=== Dataset records ===
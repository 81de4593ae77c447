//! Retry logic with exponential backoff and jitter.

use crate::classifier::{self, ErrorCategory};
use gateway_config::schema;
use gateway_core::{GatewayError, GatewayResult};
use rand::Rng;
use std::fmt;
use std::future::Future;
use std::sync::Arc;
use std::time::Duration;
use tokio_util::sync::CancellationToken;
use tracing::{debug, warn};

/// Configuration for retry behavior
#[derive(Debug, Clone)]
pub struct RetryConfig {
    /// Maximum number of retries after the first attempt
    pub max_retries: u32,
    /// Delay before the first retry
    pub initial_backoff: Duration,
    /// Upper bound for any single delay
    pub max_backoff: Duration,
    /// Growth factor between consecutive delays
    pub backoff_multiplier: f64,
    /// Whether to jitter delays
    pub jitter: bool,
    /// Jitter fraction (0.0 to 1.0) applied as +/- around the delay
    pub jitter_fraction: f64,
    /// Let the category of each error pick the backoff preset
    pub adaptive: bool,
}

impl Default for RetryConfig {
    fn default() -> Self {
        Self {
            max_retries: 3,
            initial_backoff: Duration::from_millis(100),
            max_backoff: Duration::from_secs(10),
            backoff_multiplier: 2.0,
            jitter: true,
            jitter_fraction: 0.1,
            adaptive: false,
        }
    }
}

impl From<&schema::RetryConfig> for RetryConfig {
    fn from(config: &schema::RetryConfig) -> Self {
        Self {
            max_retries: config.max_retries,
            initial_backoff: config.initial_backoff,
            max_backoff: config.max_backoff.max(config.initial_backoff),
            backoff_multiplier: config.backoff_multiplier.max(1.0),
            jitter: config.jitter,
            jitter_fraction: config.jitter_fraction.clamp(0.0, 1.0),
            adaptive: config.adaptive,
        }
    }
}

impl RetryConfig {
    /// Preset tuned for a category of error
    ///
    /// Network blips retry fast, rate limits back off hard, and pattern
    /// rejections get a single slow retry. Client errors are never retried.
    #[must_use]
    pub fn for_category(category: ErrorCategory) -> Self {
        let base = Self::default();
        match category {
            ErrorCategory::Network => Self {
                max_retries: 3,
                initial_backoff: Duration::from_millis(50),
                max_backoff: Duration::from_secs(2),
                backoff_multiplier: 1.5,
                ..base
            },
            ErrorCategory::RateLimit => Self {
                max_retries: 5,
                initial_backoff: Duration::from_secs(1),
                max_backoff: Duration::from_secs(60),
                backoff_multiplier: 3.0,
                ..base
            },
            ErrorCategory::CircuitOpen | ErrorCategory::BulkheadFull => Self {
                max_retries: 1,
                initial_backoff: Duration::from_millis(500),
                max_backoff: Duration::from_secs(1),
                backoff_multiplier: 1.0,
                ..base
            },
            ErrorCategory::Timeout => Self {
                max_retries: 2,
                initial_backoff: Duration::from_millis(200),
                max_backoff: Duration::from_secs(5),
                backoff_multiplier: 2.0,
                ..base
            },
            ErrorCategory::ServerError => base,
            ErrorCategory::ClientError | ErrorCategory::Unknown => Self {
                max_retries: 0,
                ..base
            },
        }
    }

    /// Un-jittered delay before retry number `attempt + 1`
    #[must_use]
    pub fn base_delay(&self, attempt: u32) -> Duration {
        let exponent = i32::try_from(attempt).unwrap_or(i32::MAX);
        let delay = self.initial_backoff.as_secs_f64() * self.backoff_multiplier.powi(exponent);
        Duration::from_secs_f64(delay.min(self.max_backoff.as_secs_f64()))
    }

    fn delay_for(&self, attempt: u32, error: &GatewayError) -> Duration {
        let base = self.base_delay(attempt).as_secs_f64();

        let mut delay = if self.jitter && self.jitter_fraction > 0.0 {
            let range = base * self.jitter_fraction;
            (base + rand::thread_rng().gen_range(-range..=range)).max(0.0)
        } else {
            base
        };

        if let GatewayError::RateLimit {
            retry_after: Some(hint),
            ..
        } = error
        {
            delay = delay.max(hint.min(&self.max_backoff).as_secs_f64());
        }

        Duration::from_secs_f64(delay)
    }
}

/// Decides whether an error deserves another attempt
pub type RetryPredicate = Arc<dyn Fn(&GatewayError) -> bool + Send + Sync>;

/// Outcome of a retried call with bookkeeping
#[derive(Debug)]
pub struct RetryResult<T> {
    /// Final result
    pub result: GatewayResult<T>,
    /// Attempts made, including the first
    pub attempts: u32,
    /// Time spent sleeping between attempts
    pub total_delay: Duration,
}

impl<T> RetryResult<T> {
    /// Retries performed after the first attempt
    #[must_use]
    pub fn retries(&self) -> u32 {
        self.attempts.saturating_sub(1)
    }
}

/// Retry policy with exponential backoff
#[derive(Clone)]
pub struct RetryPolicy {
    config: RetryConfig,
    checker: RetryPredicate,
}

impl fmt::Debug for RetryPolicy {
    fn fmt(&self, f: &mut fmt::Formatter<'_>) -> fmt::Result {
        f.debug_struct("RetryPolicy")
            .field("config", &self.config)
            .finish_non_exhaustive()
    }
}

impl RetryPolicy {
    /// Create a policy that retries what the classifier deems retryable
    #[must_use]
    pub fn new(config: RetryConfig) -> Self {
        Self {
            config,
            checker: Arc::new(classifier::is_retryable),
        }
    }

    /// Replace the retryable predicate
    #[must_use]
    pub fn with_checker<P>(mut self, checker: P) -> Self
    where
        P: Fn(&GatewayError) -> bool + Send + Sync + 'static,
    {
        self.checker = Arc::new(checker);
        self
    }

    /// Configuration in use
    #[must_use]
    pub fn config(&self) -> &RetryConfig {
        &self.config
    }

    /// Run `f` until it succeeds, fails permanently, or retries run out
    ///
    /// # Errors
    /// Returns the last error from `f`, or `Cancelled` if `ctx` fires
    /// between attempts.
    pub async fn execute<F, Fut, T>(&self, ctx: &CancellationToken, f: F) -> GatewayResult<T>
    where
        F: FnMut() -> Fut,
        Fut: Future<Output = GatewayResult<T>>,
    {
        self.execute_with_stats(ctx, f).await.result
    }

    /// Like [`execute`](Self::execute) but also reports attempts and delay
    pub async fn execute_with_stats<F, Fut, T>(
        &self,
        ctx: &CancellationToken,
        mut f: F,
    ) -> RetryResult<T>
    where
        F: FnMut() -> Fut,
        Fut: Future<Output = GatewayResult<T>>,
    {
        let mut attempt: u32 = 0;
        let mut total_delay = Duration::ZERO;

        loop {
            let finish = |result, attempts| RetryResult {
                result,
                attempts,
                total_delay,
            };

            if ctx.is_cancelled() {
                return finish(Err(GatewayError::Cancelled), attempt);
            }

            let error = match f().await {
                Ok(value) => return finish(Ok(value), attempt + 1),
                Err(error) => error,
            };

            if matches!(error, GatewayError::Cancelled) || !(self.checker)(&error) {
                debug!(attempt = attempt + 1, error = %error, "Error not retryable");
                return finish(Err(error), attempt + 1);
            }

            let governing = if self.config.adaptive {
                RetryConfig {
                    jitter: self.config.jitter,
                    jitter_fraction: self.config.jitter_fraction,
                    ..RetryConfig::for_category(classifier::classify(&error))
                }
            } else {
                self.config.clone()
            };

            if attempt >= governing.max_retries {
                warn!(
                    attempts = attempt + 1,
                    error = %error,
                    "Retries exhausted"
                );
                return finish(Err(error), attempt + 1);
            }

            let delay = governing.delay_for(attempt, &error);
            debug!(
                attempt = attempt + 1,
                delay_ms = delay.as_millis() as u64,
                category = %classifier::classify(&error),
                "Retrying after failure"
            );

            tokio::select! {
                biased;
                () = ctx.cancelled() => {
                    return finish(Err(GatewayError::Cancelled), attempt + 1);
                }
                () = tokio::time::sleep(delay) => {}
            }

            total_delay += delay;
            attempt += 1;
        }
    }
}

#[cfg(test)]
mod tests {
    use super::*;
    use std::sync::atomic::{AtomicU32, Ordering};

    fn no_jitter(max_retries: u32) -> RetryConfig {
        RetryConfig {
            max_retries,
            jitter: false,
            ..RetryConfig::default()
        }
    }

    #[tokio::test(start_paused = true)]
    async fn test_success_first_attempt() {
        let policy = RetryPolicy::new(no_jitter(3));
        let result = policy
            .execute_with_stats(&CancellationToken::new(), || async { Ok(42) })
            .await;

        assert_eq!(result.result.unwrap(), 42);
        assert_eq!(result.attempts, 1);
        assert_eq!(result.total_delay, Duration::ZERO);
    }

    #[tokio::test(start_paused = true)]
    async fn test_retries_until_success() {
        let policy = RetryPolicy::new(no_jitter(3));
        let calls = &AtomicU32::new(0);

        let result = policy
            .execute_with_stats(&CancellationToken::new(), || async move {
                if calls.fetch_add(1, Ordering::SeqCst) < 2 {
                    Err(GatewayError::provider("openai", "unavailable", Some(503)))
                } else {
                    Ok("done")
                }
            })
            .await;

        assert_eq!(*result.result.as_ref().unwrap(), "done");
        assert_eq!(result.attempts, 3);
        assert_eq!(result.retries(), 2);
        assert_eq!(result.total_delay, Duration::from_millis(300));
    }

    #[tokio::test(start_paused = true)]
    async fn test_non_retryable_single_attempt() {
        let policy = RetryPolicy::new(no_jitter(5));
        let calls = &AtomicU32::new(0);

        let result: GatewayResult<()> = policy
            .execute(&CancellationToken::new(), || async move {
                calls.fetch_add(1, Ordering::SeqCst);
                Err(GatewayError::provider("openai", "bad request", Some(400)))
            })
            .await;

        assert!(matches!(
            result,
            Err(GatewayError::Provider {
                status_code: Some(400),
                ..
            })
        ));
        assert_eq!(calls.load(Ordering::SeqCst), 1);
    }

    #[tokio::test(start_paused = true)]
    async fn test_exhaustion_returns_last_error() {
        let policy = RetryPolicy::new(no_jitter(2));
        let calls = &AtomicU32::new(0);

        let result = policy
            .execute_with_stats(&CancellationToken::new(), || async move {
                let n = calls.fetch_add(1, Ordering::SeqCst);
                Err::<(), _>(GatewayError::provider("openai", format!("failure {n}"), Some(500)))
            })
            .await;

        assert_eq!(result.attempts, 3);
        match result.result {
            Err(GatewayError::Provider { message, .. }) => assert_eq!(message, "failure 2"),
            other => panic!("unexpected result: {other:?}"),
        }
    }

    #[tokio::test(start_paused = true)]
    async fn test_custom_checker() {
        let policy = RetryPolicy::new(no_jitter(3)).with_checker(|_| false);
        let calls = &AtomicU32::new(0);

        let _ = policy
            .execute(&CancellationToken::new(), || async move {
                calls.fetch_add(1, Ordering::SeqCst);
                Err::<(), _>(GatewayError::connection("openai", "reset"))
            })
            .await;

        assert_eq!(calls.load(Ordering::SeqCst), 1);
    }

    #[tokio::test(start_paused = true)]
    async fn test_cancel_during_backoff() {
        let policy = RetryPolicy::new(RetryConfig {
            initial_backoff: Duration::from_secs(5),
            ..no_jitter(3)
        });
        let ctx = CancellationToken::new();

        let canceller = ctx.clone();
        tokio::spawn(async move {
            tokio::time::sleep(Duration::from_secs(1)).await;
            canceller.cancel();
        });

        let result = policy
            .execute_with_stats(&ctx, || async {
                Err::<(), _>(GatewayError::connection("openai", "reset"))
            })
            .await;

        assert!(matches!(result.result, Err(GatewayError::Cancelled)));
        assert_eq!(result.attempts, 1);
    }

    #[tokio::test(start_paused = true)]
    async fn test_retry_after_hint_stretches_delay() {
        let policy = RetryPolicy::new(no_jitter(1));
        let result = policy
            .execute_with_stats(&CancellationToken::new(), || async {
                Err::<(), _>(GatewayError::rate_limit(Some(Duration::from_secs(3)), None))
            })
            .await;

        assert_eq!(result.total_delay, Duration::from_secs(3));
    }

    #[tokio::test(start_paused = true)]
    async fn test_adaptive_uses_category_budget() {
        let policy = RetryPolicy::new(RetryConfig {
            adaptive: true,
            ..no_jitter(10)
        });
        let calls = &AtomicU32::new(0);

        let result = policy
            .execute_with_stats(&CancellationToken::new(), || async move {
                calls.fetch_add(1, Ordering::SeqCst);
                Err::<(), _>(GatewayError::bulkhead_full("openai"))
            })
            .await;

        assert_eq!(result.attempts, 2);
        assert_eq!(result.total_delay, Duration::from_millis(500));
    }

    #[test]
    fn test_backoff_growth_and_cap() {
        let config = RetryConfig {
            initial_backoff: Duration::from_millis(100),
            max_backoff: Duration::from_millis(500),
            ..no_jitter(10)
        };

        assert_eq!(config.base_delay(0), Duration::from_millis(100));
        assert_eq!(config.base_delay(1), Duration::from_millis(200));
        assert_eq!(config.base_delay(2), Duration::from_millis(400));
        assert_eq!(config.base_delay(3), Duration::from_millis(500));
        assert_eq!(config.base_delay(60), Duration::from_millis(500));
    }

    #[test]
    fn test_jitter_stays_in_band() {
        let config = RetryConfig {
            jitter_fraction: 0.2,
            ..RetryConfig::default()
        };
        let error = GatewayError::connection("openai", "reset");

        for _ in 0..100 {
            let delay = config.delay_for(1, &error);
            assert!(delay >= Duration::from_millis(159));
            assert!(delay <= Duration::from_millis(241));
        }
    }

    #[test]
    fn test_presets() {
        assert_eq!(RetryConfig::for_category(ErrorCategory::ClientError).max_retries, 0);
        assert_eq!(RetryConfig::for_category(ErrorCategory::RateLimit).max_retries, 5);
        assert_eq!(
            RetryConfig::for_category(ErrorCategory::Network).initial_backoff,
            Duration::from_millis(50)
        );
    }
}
===
=== Dataset records ===
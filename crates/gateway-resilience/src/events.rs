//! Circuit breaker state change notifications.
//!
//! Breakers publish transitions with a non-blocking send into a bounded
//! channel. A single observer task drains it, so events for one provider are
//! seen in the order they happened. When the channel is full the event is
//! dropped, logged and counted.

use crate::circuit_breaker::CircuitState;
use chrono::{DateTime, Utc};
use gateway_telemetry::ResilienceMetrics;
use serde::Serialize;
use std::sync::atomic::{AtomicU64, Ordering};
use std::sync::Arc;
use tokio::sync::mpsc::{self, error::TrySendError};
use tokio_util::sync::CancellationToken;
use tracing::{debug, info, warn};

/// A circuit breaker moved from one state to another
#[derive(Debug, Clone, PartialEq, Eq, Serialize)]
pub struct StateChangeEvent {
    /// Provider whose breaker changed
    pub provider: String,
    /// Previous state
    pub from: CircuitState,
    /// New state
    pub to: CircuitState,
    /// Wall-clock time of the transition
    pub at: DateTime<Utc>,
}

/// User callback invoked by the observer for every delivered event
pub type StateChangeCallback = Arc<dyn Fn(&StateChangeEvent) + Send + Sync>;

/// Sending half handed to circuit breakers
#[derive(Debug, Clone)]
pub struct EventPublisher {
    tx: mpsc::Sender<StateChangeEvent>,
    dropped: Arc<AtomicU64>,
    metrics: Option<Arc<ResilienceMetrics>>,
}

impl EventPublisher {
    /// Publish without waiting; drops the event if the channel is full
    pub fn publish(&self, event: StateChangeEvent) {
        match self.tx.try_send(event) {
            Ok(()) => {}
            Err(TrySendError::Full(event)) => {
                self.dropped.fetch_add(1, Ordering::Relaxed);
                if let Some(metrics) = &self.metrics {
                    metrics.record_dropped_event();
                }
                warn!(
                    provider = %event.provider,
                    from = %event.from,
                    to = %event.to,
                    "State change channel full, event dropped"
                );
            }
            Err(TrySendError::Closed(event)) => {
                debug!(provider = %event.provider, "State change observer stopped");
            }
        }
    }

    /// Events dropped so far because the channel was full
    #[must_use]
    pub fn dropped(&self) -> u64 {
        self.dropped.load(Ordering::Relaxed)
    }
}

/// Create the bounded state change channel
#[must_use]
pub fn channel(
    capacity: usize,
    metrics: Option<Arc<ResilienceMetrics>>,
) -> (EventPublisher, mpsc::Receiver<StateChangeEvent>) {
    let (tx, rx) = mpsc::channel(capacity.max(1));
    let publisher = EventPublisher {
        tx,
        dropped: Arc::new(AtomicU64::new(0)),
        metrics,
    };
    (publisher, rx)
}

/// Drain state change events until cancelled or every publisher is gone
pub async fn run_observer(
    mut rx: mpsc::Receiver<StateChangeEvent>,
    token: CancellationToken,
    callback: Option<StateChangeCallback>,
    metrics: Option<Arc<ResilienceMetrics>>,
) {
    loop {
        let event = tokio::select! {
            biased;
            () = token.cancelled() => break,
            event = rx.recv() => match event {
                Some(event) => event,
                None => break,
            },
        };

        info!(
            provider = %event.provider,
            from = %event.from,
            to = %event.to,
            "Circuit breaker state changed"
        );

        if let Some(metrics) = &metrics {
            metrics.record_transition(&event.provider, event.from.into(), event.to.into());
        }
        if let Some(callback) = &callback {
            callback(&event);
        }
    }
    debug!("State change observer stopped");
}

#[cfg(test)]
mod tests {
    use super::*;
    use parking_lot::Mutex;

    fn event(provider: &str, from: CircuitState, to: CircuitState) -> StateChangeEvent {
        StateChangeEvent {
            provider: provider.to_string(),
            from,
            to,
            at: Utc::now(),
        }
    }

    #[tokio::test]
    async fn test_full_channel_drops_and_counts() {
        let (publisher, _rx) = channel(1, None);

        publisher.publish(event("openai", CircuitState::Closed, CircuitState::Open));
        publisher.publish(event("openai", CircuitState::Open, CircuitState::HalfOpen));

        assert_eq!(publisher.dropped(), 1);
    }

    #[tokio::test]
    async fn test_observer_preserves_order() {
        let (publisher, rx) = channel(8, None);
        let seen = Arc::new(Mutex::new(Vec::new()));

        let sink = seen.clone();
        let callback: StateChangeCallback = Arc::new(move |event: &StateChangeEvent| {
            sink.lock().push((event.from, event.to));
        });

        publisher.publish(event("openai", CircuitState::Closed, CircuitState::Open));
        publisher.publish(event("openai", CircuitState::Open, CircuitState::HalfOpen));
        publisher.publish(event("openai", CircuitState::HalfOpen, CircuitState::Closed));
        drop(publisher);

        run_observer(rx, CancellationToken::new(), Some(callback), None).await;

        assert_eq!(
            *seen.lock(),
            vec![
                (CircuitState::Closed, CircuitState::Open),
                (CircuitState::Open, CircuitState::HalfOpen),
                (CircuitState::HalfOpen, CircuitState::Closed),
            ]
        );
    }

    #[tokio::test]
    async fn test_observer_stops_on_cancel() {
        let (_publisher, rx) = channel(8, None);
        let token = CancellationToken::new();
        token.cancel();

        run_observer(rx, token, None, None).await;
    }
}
===
=== Dataset records ===
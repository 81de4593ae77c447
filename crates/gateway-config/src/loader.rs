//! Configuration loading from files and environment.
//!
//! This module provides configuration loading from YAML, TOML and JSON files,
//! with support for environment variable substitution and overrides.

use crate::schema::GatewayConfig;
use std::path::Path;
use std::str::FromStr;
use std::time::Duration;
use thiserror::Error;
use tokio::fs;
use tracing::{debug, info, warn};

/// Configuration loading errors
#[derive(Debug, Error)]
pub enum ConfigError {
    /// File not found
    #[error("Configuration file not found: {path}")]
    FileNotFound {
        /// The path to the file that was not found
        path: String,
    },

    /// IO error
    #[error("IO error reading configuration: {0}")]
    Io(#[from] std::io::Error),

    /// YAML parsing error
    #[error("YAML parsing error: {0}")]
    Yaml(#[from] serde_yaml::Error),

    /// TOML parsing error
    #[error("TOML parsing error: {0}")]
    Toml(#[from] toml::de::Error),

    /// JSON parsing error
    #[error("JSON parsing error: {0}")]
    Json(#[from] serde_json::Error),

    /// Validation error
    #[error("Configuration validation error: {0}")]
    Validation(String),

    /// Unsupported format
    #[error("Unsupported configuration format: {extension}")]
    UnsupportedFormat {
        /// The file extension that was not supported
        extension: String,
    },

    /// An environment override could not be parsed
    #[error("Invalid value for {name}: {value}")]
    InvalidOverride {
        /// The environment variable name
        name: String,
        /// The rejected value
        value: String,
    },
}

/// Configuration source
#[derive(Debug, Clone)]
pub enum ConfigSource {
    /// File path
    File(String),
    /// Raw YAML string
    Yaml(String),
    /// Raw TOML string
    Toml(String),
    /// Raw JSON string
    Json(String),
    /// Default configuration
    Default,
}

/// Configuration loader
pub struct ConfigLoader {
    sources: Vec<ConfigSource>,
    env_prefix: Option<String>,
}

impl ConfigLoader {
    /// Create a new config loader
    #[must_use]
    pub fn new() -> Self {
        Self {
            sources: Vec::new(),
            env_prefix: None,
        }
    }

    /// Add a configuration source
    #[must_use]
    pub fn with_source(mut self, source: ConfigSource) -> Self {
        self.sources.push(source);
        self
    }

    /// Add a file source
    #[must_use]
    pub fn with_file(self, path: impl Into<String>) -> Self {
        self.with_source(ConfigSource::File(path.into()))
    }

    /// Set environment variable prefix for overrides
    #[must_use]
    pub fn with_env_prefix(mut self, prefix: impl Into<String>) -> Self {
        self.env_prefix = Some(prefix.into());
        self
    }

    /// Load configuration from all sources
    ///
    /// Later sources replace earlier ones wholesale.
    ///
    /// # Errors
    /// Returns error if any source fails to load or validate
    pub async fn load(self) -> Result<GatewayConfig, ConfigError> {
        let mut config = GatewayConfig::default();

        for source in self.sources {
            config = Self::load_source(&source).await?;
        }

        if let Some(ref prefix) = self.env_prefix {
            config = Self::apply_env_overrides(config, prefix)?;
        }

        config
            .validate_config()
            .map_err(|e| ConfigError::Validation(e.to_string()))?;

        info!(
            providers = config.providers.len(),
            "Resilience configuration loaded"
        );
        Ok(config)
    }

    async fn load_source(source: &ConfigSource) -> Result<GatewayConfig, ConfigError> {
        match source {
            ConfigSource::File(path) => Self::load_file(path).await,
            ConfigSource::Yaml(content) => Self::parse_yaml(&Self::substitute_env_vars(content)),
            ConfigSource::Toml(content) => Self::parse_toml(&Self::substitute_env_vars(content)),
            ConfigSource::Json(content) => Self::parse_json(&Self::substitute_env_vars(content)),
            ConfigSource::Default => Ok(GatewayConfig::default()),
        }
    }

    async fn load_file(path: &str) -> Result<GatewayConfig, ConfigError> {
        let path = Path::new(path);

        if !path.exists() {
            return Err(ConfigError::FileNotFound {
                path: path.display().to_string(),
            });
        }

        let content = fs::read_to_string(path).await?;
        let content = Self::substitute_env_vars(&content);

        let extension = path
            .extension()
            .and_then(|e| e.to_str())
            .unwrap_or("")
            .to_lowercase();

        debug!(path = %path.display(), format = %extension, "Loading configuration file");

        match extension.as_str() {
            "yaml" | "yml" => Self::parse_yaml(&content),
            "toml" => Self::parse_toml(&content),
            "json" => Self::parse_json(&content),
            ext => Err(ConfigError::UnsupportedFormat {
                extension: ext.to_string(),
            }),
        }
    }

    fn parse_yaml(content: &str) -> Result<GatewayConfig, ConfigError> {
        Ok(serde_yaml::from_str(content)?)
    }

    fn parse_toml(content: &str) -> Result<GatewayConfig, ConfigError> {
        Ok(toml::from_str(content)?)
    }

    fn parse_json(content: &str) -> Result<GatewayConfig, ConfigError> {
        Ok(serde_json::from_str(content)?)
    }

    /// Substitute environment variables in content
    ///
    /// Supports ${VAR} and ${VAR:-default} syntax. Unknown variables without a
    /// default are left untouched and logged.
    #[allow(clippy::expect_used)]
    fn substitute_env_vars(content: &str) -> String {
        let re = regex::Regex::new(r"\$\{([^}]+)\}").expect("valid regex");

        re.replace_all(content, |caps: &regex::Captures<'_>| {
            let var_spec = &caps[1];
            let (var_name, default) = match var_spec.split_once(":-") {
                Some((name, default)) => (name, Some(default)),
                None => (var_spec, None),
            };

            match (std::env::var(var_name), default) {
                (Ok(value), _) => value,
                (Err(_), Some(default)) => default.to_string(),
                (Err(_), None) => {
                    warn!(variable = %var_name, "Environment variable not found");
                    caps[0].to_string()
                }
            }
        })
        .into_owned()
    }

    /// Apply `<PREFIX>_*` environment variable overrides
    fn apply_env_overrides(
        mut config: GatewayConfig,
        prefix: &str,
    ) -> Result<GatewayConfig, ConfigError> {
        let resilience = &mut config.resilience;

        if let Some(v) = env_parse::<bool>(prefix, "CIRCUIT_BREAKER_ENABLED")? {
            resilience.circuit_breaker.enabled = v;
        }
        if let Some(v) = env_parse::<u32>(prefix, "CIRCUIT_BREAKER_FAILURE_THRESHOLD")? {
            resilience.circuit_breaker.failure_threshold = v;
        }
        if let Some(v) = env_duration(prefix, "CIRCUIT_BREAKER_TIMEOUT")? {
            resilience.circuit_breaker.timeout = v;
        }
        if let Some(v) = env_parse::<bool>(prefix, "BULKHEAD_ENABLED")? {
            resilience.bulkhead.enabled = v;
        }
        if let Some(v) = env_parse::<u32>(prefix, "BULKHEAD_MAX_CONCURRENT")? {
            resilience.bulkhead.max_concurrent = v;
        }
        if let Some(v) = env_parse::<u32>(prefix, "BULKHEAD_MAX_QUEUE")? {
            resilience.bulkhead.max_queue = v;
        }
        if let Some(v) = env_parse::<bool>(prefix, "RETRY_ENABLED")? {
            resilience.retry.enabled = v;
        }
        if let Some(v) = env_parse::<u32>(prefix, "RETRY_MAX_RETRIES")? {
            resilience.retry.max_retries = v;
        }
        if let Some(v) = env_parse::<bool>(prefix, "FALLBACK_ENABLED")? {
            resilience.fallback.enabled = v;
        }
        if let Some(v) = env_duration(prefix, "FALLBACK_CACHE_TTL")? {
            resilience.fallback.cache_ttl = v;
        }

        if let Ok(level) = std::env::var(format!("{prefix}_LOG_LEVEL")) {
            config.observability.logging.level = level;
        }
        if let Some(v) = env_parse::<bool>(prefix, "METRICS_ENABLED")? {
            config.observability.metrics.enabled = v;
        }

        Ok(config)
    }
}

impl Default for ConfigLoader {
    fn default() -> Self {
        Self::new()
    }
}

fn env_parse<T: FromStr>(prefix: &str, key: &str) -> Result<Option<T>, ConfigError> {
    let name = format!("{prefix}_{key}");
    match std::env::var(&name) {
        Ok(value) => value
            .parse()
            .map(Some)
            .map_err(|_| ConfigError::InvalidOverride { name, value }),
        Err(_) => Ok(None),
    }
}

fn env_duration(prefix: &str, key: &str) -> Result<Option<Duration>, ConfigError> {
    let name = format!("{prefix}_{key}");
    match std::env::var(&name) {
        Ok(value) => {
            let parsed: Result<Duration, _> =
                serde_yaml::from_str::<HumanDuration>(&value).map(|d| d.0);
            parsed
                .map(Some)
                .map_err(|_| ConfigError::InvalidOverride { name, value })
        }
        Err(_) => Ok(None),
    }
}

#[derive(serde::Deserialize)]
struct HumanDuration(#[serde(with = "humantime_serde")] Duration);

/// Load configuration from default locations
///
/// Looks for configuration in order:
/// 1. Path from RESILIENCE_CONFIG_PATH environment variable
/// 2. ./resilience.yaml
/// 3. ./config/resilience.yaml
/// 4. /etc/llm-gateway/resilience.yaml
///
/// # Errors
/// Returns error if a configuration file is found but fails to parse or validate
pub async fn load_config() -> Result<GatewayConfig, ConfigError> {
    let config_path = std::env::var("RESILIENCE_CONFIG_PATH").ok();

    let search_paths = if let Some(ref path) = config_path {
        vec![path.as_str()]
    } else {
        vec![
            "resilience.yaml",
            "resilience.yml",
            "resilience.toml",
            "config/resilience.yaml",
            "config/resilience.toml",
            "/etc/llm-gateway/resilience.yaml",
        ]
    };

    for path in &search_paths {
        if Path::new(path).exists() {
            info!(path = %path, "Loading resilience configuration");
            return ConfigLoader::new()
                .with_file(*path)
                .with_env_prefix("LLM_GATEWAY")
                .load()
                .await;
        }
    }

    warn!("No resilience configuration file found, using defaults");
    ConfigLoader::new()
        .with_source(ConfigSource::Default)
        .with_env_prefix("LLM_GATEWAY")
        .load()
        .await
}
===
**What the task asks**
Show each line in the entries that holds the string "ZERO".

**Solution**
        let mut total_delay = Duration::ZERO;
        assert_eq!(result.total_delay, Duration::ZERO);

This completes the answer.